Rather than launch from solitary spaces, Simz spends most of DROPX allowing guests to swirl in her cosmos. Considering much of the London native’s most singular content features her wholly forthcoming in her detailed, myriad tales of struggle and strife, alternative voices have the effect of transforming her shapeshifting narratives. “Just A Dose” impregnates the airwaves with a hailstorm of eclectic styles, ranging from the confession-booth extraordinaire Isaiah Rashad to the cooled croons of Jesse Boykins III. On the surface, Simz teems with the feisty riot-grrrl disposition of M.I.A. in wholly charismatic rhyme displays, but beneath the haze is an almost impenetrable degree of personal divulgence. For Simz, music is clearly an intimate shedding process. The makeup and rainbow-colored costumes that often times seem like a bygone necessity for female rappers have no place in this forum.

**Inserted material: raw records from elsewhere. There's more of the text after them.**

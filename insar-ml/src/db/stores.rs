//! SQLite-backed point, building and result stores

use async_trait::async_trait;
use insar_common::geo::{BBox, Footprint, LonLat};
use insar_common::{BuildingRecord, BuildingSource, Error, PointRecord, Result};
use sqlx::{Row, SqlitePool};
use uuid::Uuid;

use crate::models::PointResult;
use crate::stores::{BuildingStore, PointStore, ResultSink};

/// Points from the `insar_points` table
#[derive(Debug, Clone)]
pub struct SqlitePointStore {
    pool: SqlitePool,
}

impl SqlitePointStore {
    pub fn new(pool: SqlitePool) -> Self {
        Self { pool }
    }

    /// Insert or replace points (seeding helper; bulk ETL is external)
    pub async fn insert_points(&self, points: &[PointRecord]) -> Result<()> {
        let mut tx = self.pool.begin().await?;
        for point in points {
            sqlx::query(
                r#"
                INSERT OR REPLACE INTO insar_points (
                    code, track, lon, lat, velocity, coherence, season_amp, incidence_angle
                ) VALUES (?, ?, ?, ?, ?, ?, ?, ?)
                "#,
            )
            .bind(&point.code)
            .bind(point.track)
            .bind(point.location.lon)
            .bind(point.location.lat)
            .bind(point.velocity)
            .bind(point.coherence)
            .bind(point.season_amp)
            .bind(point.incidence_angle)
            .execute(&mut *tx)
            .await?;
        }
        tx.commit().await?;
        Ok(())
    }
}

#[async_trait]
impl PointStore for SqlitePointStore {
    async fn query(&self, bbox: &BBox, track: Option<i64>) -> Result<Vec<PointRecord>> {
        let rows = sqlx::query(
            r#"
            SELECT code, track, lon, lat, velocity, coherence, season_amp, incidence_angle
            FROM insar_points
            WHERE lon >= ? AND lon <= ? AND lat >= ? AND lat <= ?
              AND (? IS NULL OR track = ?)
            ORDER BY track, code
            "#,
        )
        .bind(bbox.min_lon)
        .bind(bbox.max_lon)
        .bind(bbox.min_lat)
        .bind(bbox.max_lat)
        .bind(track)
        .bind(track)
        .fetch_all(&self.pool)
        .await?;

        Ok(rows
            .iter()
            .map(|row| PointRecord {
                code: row.get("code"),
                track: row.get("track"),
                location: LonLat::new(row.get("lon"), row.get("lat")),
                velocity: row.get("velocity"),
                coherence: row.get("coherence"),
                season_amp: row.get("season_amp"),
                incidence_angle: row.get("incidence_angle"),
            })
            .collect())
    }
}

/// Footprints from the `buildings` table
#[derive(Debug, Clone)]
pub struct SqliteBuildingStore {
    pool: SqlitePool,
}

impl SqliteBuildingStore {
    pub fn new(pool: SqlitePool) -> Self {
        Self { pool }
    }

    /// Insert or replace buildings (seeding helper)
    pub async fn insert_buildings(&self, buildings: &[BuildingRecord]) -> Result<()> {
        let mut tx = self.pool.begin().await?;
        for building in buildings {
            let envelope = building.footprint.envelope();
            sqlx::query(
                r#"
                INSERT OR REPLACE INTO buildings (
                    source, building_id, footprint, height_m, min_lon, min_lat, max_lon, max_lat
                ) VALUES (?, ?, ?, ?, ?, ?, ?, ?)
                "#,
            )
            .bind(building.key.source.as_str())
            .bind(&building.key.building_id)
            .bind(building.footprint.to_geojson().to_string())
            .bind(building.height_m)
            .bind(envelope.min_lon)
            .bind(envelope.min_lat)
            .bind(envelope.max_lon)
            .bind(envelope.max_lat)
            .execute(&mut *tx)
            .await?;
        }
        tx.commit().await?;
        Ok(())
    }
}

#[async_trait]
impl BuildingStore for SqliteBuildingStore {
    async fn query(&self, source: BuildingSource) -> Result<Vec<BuildingRecord>> {
        let rows = sqlx::query(
            r#"
            SELECT building_id, footprint, height_m
            FROM buildings
            WHERE source = ?
            ORDER BY building_id
            "#,
        )
        .bind(source.as_str())
        .fetch_all(&self.pool)
        .await?;

        rows.iter()
            .map(|row| -> Result<BuildingRecord> {
                let building_id: String = row.get("building_id");
                let footprint: String = row.get("footprint");
                let geometry: serde_json::Value = serde_json::from_str(&footprint)?;
                let footprint = Footprint::from_geojson(&geometry).map_err(|e| {
                    Error::Internal(format!("building {source}:{building_id} has a bad footprint: {e}"))
                })?;
                Ok(BuildingRecord {
                    key: insar_common::BuildingKey::new(source, building_id),
                    footprint,
                    height_m: row.get("height_m"),
                })
            })
            .collect()
    }
}

/// Result rows into `ml_point_results`
#[derive(Debug, Clone)]
pub struct SqliteResultSink {
    pool: SqlitePool,
}

impl SqliteResultSink {
    pub fn new(pool: SqlitePool) -> Self {
        Self { pool }
    }
}

#[async_trait]
impl ResultSink for SqliteResultSink {
    async fn insert_results(&self, run_id: Uuid, results: &[PointResult]) -> Result<()> {
        super::results::insert_results(&self.pool, run_id, results).await
    }
}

Possibly the most downloadable moment occurs with the unlikely pairing of Simz and Mick Jenkins on “Sea Level.” Off-kilter computer sounds substitute 808s, and warbled, syrupy samples provide a wholesome backdrop. In the typical Simz stance, her thick British accent notwithstanding, it’s easy to confuse her energetic bars entirely with the stale, spoonfed braggadocio that clogs radio airwaves in drone-like loops. But at all times Simz performs a balancing act, begging the listener to dig beneath the surface. She evokes this same sensation on “Kiki’s Future.” Kent Jamz faithfully executes hook duty by providing a lush dreamscape of a chorus, and Simz’ incensed rhymes seem to bleed through her vocal chords rather than spill out.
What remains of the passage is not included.